Filter the listing below down to the lines with the word "each" and copy those.

— Extracted data —
┌────────
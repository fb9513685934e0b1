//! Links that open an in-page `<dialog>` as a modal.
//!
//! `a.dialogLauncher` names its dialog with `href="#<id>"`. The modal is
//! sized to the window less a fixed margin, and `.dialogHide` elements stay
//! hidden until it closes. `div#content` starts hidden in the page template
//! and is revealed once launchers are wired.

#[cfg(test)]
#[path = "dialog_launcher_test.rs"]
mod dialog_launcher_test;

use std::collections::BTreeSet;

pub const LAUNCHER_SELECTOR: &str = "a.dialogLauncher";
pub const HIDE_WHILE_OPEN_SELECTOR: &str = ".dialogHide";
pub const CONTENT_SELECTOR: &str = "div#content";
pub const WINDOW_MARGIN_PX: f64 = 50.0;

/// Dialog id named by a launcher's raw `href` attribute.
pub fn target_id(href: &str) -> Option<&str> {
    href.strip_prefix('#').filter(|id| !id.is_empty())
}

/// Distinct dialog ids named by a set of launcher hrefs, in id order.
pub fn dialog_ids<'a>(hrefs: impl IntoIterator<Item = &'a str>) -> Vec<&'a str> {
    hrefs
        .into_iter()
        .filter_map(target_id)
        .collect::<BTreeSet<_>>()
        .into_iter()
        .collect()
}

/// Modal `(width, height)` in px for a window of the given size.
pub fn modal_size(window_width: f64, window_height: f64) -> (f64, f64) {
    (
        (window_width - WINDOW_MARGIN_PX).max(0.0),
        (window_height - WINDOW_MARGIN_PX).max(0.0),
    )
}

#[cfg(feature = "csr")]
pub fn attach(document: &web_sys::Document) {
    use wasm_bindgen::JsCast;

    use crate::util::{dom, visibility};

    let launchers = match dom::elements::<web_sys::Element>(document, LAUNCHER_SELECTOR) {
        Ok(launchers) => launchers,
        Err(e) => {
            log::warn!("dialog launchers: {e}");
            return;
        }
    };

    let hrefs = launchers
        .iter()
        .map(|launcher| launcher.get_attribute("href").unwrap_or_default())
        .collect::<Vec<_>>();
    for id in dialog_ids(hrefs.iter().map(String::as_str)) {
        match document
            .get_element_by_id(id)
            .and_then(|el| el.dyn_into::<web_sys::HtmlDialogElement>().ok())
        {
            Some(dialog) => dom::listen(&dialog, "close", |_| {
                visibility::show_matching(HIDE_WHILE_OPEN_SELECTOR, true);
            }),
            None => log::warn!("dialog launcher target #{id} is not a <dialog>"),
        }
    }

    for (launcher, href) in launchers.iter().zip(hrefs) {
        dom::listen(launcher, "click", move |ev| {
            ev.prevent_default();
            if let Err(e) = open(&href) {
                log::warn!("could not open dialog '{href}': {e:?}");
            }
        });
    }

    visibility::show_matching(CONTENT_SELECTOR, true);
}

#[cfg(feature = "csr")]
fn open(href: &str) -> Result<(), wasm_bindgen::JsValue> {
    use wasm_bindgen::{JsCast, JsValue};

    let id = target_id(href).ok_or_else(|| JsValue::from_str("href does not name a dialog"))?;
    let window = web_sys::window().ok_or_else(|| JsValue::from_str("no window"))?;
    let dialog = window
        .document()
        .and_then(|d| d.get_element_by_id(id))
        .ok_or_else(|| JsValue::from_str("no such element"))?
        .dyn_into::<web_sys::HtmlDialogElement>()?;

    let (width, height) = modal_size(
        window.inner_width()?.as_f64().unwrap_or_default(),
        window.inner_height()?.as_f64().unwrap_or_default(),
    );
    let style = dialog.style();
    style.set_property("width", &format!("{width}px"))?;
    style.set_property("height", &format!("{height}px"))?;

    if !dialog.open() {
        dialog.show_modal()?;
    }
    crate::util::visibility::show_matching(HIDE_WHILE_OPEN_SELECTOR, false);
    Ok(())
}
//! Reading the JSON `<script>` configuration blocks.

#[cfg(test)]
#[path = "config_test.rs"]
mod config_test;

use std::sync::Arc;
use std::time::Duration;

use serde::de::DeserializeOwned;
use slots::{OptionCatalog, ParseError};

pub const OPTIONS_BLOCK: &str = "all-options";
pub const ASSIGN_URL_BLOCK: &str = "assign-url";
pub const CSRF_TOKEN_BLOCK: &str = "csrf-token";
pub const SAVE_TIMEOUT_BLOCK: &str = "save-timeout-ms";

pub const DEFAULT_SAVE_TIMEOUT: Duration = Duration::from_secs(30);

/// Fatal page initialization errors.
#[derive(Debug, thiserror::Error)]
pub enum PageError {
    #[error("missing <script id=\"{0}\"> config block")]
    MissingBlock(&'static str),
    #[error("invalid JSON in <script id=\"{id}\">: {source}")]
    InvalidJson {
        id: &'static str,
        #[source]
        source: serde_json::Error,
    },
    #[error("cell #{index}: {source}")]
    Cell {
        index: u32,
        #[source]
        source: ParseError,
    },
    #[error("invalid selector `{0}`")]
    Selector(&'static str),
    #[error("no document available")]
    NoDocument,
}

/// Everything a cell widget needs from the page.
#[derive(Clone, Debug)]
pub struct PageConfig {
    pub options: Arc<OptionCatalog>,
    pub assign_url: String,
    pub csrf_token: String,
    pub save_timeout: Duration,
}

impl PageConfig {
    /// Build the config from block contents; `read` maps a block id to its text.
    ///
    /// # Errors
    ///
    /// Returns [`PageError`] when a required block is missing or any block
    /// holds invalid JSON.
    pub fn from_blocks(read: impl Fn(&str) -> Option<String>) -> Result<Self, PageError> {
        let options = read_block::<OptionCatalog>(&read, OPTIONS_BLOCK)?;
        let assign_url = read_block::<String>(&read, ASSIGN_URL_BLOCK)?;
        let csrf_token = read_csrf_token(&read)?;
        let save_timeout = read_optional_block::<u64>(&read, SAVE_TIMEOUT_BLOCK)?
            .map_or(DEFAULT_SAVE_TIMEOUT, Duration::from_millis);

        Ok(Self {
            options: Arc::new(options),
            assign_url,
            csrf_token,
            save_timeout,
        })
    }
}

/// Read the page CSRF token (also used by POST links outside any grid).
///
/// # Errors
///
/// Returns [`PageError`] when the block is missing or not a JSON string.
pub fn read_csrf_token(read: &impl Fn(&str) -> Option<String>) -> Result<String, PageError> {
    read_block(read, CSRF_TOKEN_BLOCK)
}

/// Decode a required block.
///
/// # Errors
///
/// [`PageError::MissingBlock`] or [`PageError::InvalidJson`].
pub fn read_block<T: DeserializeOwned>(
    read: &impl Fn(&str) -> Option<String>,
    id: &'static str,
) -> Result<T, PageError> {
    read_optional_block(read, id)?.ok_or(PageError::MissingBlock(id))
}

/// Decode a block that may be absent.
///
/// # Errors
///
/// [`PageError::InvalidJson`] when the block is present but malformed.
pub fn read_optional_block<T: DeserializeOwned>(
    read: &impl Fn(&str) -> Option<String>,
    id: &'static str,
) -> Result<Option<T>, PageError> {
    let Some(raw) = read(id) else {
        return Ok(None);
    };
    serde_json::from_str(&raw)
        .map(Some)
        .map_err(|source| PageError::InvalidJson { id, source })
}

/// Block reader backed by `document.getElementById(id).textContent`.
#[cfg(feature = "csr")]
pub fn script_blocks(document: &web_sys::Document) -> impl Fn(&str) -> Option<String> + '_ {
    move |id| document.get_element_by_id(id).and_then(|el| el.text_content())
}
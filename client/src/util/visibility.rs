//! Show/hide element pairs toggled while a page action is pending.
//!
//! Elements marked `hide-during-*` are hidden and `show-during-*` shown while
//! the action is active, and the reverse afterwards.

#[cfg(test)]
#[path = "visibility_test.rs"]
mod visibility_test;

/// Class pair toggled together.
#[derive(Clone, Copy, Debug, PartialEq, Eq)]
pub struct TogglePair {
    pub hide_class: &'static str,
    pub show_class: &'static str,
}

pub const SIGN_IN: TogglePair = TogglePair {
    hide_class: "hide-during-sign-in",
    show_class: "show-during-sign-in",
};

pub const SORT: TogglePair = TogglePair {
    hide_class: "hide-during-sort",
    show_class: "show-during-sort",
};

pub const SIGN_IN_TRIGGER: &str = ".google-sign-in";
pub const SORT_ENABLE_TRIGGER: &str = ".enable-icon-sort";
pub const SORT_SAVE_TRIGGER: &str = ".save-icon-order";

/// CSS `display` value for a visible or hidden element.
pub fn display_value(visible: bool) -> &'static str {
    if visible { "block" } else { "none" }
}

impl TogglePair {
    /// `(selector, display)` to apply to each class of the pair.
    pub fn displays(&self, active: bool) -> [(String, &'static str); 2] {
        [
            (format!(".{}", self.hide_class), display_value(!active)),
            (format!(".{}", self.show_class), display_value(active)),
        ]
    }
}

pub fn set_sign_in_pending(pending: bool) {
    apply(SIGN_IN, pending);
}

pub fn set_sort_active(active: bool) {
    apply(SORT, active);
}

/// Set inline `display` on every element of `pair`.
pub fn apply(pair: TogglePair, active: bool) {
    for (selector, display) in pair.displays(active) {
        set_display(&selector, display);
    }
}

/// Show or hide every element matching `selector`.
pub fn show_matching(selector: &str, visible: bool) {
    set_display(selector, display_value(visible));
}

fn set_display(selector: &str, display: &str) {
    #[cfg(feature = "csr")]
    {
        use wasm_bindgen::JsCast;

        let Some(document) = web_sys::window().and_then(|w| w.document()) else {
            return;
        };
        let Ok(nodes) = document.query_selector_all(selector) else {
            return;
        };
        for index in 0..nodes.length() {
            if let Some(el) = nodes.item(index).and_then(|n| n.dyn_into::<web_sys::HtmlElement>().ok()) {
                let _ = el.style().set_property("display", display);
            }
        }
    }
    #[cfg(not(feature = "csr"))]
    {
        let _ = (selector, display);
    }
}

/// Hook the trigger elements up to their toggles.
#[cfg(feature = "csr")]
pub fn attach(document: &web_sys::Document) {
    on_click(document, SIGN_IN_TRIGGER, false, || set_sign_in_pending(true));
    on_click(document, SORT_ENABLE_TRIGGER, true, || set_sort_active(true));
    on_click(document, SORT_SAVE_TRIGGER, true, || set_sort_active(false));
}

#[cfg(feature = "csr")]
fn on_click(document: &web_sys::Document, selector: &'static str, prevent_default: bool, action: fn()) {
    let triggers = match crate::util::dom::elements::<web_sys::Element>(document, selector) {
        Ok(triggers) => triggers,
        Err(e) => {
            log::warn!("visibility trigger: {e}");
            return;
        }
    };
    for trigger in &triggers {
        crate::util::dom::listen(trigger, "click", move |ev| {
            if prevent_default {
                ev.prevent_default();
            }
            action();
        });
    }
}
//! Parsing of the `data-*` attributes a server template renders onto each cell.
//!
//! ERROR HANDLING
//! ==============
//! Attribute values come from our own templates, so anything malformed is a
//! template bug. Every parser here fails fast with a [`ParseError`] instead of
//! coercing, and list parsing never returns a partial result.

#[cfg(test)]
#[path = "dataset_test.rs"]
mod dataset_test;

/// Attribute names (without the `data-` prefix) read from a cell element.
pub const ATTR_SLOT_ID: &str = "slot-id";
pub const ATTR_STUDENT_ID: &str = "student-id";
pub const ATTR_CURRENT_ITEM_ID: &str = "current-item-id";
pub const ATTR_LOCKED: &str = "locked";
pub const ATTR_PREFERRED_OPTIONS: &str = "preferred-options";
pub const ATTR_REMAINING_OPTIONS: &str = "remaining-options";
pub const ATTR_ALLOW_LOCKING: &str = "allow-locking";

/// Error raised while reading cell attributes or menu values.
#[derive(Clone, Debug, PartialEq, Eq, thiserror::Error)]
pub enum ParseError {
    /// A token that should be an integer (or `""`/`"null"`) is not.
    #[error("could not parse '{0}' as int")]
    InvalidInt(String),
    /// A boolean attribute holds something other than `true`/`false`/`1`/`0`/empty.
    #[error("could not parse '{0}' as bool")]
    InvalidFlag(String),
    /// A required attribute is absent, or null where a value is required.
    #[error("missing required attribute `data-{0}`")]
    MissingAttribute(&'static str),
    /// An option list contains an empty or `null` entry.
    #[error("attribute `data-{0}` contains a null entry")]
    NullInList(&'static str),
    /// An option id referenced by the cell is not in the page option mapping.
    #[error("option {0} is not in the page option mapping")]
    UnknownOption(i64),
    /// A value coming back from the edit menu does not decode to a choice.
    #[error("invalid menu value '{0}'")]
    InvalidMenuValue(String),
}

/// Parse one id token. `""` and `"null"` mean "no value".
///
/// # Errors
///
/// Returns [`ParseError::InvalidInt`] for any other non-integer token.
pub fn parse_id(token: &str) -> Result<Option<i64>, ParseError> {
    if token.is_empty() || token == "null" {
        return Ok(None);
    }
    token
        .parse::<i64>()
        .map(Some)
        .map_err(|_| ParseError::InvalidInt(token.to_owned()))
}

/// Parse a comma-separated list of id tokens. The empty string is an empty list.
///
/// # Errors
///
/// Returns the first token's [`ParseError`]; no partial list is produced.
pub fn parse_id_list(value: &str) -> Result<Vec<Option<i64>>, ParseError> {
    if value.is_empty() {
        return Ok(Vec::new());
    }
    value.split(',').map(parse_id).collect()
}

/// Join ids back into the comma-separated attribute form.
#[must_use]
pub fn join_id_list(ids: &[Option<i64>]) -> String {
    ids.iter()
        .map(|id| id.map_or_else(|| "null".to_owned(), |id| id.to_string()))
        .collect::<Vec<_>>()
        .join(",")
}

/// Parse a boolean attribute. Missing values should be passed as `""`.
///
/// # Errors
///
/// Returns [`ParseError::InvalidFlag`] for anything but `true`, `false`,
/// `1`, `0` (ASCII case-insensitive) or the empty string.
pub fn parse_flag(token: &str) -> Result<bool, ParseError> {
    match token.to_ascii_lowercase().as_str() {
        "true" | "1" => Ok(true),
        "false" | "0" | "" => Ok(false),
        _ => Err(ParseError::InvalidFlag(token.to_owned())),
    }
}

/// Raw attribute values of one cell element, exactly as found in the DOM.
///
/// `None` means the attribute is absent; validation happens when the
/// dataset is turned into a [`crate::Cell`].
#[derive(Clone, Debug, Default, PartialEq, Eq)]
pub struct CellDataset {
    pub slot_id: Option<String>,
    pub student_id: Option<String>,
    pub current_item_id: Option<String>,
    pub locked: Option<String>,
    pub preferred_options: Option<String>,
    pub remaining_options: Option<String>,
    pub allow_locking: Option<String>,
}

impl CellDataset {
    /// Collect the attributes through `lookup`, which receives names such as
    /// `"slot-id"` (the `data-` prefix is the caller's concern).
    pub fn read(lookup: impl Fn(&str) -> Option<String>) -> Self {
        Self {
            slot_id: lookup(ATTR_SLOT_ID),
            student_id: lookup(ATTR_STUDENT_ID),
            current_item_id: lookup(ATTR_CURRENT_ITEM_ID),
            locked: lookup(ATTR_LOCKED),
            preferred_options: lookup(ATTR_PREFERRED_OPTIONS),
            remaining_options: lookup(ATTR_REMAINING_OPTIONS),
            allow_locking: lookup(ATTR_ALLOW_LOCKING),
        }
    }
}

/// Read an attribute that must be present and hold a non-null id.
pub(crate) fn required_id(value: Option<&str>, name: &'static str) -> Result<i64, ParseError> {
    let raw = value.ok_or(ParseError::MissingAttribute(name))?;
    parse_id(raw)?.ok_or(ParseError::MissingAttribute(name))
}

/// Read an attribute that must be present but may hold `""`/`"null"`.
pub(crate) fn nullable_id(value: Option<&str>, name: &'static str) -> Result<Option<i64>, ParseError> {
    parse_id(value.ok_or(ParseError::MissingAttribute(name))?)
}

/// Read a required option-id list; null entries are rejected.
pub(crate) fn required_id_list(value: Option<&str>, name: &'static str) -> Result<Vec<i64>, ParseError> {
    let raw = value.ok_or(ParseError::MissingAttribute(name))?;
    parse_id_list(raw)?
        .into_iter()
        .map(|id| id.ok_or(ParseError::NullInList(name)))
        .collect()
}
└────────
— Your solution —
    /// `(selector, display)` to apply to each class of the pair.
//! Parsing of the `data-*` attributes a server template renders onto each cell.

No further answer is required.